Question

Calculate the ratio of the angular momentum of the earth about its axis due its spinning motion to that about the sun due to its orbital motion. Radius of the earth=6400km and radius of the orbit of the earth about the sun is equal to $1.5\times {{10}^{8}}km$.

Answer 1

Angular momentum of a body about an axis of rotation is given as Substitute $\omega$ by using the formula $\omega =\dfrac{2\pi }{T}$. Then use the formula to find the angular momentums of earth in both the given cases.

Formula used:
$L=I\omega$
$\omega =\dfrac{2\pi }{T}$

Complete step-by-step answer:
Angular momentum of a body about an axis of rotation is given as $L=I\omega$ …..(i),
I is the moment of inertia and $\omega$ is the angular velocity of the body about the axis of rotation.
And the angular velocity of the body is related to its time period (T) of motion as $\omega =\dfrac{2\pi }{T}$.
Substitute the value of $\omega$ in equation (i).
$\Rightarrow L=I\left( \dfrac{2\pi }{T} \right)$.
Let us calculate the angular moment of earth about its axis of rotation.
For this, let us assume that earth is a uniform solid sphere. The moment of inertia of a solid sphere of mass M and radius R about an axis passing through its centre is given as $I=\dfrac{2}{5}M{{R}^{2}}$.
The time period of earth’s rotation about its axis is 24 hours. Therefore, T=24h.
Hence, the angular momentum of earth about its axis of rotation is ${{L}_{1}}=\left( \dfrac{2}{5}M{{R}^{2}} \right)\left( \dfrac{2\pi }{24h} \right)$
$\Rightarrow {{L}_{1}}=\left( \dfrac{4\pi }{5}M{{R}^{2}} \right)\left( \dfrac{1}{24h} \right)$ …. (ii)
Let us calculate the angular moment of earth about the sun due to its orbital motion.
For this, let us assume that earth rotates around the sun in a uniform circular motion. When a body of mass M rotates around an axis in a circular path of radius R’ with the axis passing through its centre and perpendicular to its plane, its moment of inertia is given as $I=MR{{'}^{2}}$.
The time period of earth’s rotation around the sun is 365 days. Therefore, T=365days=$365\times 24h$.
Hence, the angular momentum of earth about the sun is ${{L}_{2}}=\left( MR{{'}^{2}} \right)\left( \dfrac{2\pi }{365\times 24h} \right)$
${{L}_{2}}=\left( 2\pi MR{{'}^{2}} \right)\left( \dfrac{1}{365\times 24h} \right)$ …. (iii).
Divide (ii) by (iii)
$\Rightarrow \dfrac{{{L}_{1}}}{{{L}_{2}}}=\dfrac{\left( \dfrac{4\pi }{5}M{{R}^{2}} \right)\left( \dfrac{1}{24h} \right)}{\left( 2\pi MR{{'}^{2}} \right)\left( \dfrac{1}{365\times 24h} \right)}$
$\Rightarrow \dfrac{{{L}_{1}}}{{{L}_{2}}}=\dfrac{146{{R}^{2}}}{R{{'}^{2}}}$
Here, R=6400km and $R'=1.5\times {{10}^{8}}km$
$\Rightarrow \dfrac{{{L}_{1}}}{{{L}_{2}}}=\dfrac{146{{(6400)}^{2}}}{{{\left( 1.5\times {{10}^{8}} \right)}^{2}}}=2.65\times {{10}^{-7}}$.
Therefore, the ratio of the angular momentum of the earth about its axis due its spinning motion to that about the sun due to its orbital motion is $2.65\times {{10}^{-7}}$.

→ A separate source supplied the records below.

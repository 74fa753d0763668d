//! Small synthetic networks for the demo binary and for tests.
//!
//! Every network is a 3x3 street grid. `A` is the south-west corner and
//! `B` the north-east one, four blocks apart along the streets.

use crate::domain::{Coordinate, VertexId, departures_every};
use crate::graph::{Graph, GraphBuilder, HopPattern, StreetPermissions};

const SHORT_BLOCK_M: f64 = 100.0;
const LONG_BLOCK_M: f64 = 1000.0;
const COMMUTER_BLOCK_M: f64 = 1200.0;

/// A demo network and the vertices tests care about.
#[derive(Debug, Clone)]
pub struct DemoNetwork {
    pub graph: Graph,
    /// South-west corner, next to the first transit stop.
    pub a: VertexId,
    /// North-east corner, next to the parking.
    pub b: VertexId,
    pub stops: Vec<VertexId>,
    pub car_parks: Vec<VertexId>,
    pub bike_parks: Vec<VertexId>,
}

fn origin() -> Coordinate {
    Coordinate::new(52.0, 4.0)
}

struct Grid {
    builder: GraphBuilder,
    cells: [[VertexId; 3]; 3],
    block_m: f64,
}

impl Grid {
    fn new(block_m: f64) -> Self {
        let mut builder = GraphBuilder::new();
        let mut cells = [[VertexId(0); 3]; 3];
        for (row, line) in cells.iter_mut().enumerate() {
            for (col, cell) in line.iter_mut().enumerate() {
                let at = origin().offset_m(row as f64 * block_m, col as f64 * block_m);
                *cell = builder.intersection(format!("I{row}{col}"), at);
            }
        }
        for row in 0..3 {
            for col in 0..3 {
                if col + 1 < 3 {
                    builder.street(cells[row][col], cells[row][col + 1], block_m, StreetPermissions::ALL);
                }
                if row + 1 < 3 {
                    builder.street(cells[row][col], cells[row + 1][col], block_m, StreetPermissions::ALL);
                }
            }
        }
        Self {
            builder,
            cells,
            block_m,
        }
    }

    /// A point `north` and `east` metres from grid corner (`row`, `col`).
    fn near(&self, row: usize, col: usize, north: f64, east: f64) -> Coordinate {
        origin().offset_m(
            row as f64 * self.block_m + north,
            col as f64 * self.block_m + east,
        )
    }

    fn a(&self) -> VertexId {
        self.cells[0][0]
    }

    fn b(&self) -> VertexId {
        self.cells[2][2]
    }

    fn finish(self, stops: Vec<VertexId>, car_parks: Vec<VertexId>, bike_parks: Vec<VertexId>) -> DemoNetwork {
        let (a, b) = (self.a(), self.b());
        DemoNetwork {
            graph: self.builder.build(),
            a,
            b,
            stops,
            car_parks,
            bike_parks,
        }
    }
}

/// Stop `S` off `A` (10 s link) and car park `P` off `B` (30 s link).
///
/// There is no transit service, so the cheapest park-and-ride trip walks
/// from `S` to `P` and drives the last link.
pub fn grid() -> DemoNetwork {
    let mut grid = Grid::new(SHORT_BLOCK_M);
    let (a, b) = (grid.a(), grid.b());
    let stop = grid.builder.transit_stop("S", grid.near(0, 0, -10.0, 0.0));
    let park = grid.builder.car_park("P", grid.near(2, 2, 20.0, 0.0));
    grid.builder.link_stop(stop, a, 10).link_parking(park, b, 30);
    grid.finish(vec![stop], vec![park], Vec::new())
}

/// [`grid`] plus a bike park `Q` off `B` (20 s link).
pub fn grid_with_bike_park() -> DemoNetwork {
    let mut grid = Grid::new(SHORT_BLOCK_M);
    let (a, b) = (grid.a(), grid.b());
    let stop = grid.builder.transit_stop("S", grid.near(0, 0, -10.0, 0.0));
    let park = grid.builder.car_park("P", grid.near(2, 2, 20.0, 0.0));
    let bikes = grid.builder.bike_park("Q", grid.near(2, 2, 0.0, 20.0));
    grid.builder
        .link_stop(stop, a, 10)
        .link_parking(park, b, 30)
        .link_parking(bikes, b, 20);
    grid.finish(vec![stop], vec![park], vec![bikes])
}

/// A line from `S1` off `A` to `S2` off `B` over a grid of 1 km blocks,
/// with car park `P` off `B`.
///
/// The stops are too far apart to walk between, so every trip rides the
/// line. Trains leave either stop every 10 minutes from 06:00 to 22:00 and
/// take two minutes.
pub fn grid_with_line() -> DemoNetwork {
    let mut grid = Grid::new(LONG_BLOCK_M);
    let (a, b) = (grid.a(), grid.b());
    let s1 = grid.builder.transit_stop("S1", grid.near(0, 0, -10.0, 0.0));
    let s2 = grid.builder.transit_stop("S2", grid.near(2, 2, 0.0, -10.0));
    let park = grid.builder.car_park("P", grid.near(2, 2, 20.0, 0.0));
    grid.builder
        .link_stop(s1, a, 10)
        .link_stop(s2, b, 10)
        .link_parking(park, b, 30);
    // The timetable is a constant and always parses
    let departures = departures_every("06:00", "22:00", 10).unwrap_or_default();
    grid.builder.transit_hop(s1, s2, vec![HopPattern::new("L1", departures.clone(), 120)]);
    grid.builder.transit_hop(s2, s1, vec![HopPattern::new("L1", departures, 120)]);
    grid.finish(vec![s1, s2], vec![park], Vec::new())
}

fn clock(hours: u32, minutes: u32) -> u32 {
    hours * 3600 + minutes * 60
}

/// A commute from home at `B` to work at `A` over 1.2 km blocks.
///
/// Stop `S0` is off `A`. Car park `P1` and stop `S1` are off `I21`, car
/// park `P2` and stop `S2` off `I12`. No two stops are within walking
/// distance of each other. Line `R1` runs between `S1` and `S0` at 08:50
/// and 17:50, line `R2` between `S2` and `S0` at 07:55 and 17:05, both
/// taking two minutes in either direction. So `P1` suits the morning and
/// `P2` the evening.
///
/// `first_park` and `second_park` choose which car parks exist. The stops
/// and lines are always there, listed as `[S0, S1, S2]`.
pub fn commuter_grid(first_park: bool, second_park: bool) -> DemoNetwork {
    let mut grid = Grid::new(COMMUTER_BLOCK_M);
    let a = grid.a();
    let (i21, i12) = (grid.cells[2][1], grid.cells[1][2]);
    let s0 = grid.builder.transit_stop("S0", grid.near(0, 0, -10.0, 0.0));
    let s1 = grid.builder.transit_stop("S1", grid.near(2, 1, 0.0, -10.0));
    let s2 = grid.builder.transit_stop("S2", grid.near(1, 2, -10.0, 0.0));
    grid.builder
        .link_stop(s0, a, 10)
        .link_stop(s1, i21, 10)
        .link_stop(s2, i12, 10);

    let lines = [
        ("R1", s1, [clock(8, 50), clock(17, 50)]),
        ("R2", s2, [clock(7, 55), clock(17, 5)]),
    ];
    for (route, stop, departures) in lines {
        grid.builder
            .transit_hop(stop, s0, vec![HopPattern::new(route, departures.to_vec(), 120)]);
        grid.builder
            .transit_hop(s0, stop, vec![HopPattern::new(route, departures.to_vec(), 120)]);
    }

    let mut car_parks = Vec::new();
    if first_park {
        let park = grid.builder.car_park("P1", grid.near(2, 1, 20.0, 0.0));
        grid.builder.link_parking(park, i21, 30);
        car_parks.push(park);
    }
    if second_park {
        let park = grid.builder.car_park("P2", grid.near(1, 2, 0.0, 20.0));
        grid.builder.link_parking(park, i12, 30);
        car_parks.push(park);
    }
    grid.finish(vec![s0, s1, s2], car_parks, Vec::new())
}

/// [`grid`] plus a car park `Z` with no street link.
pub fn grid_with_disconnected_park() -> DemoNetwork {
    let mut network = grid();
    let mut builder = GraphBuilder::from_graph(network.graph);
    let lonely = builder.car_park("Z", origin().offset_m(150.0, 150.0));
    network.graph = builder.build();
    network.car_parks.push(lonely);
    network
}

/// [`grid`] without its car park.
pub fn grid_without_parking() -> DemoNetwork {
    let mut grid = Grid::new(SHORT_BLOCK_M);
    let a = grid.a();
    let stop = grid.builder.transit_stop("S", grid.near(0, 0, -10.0, 0.0));
    grid.builder.link_stop(stop, a, 10);
    grid.finish(vec![stop], Vec::new(), Vec::new())
}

Note: Sometimes, you may find the formula for angular momentum as L = mvr. This formula is used for a point mass body when it is rotating about an axis perpendicular to its plane, in a circular motion with its centre on the axis. Here, it can be used for the angular momentum of earth about the sun.
L = mvr is the same as $L=m{{r}^{2}}\omega$ if we substitute $\omega =\dfrac{v}{r}$.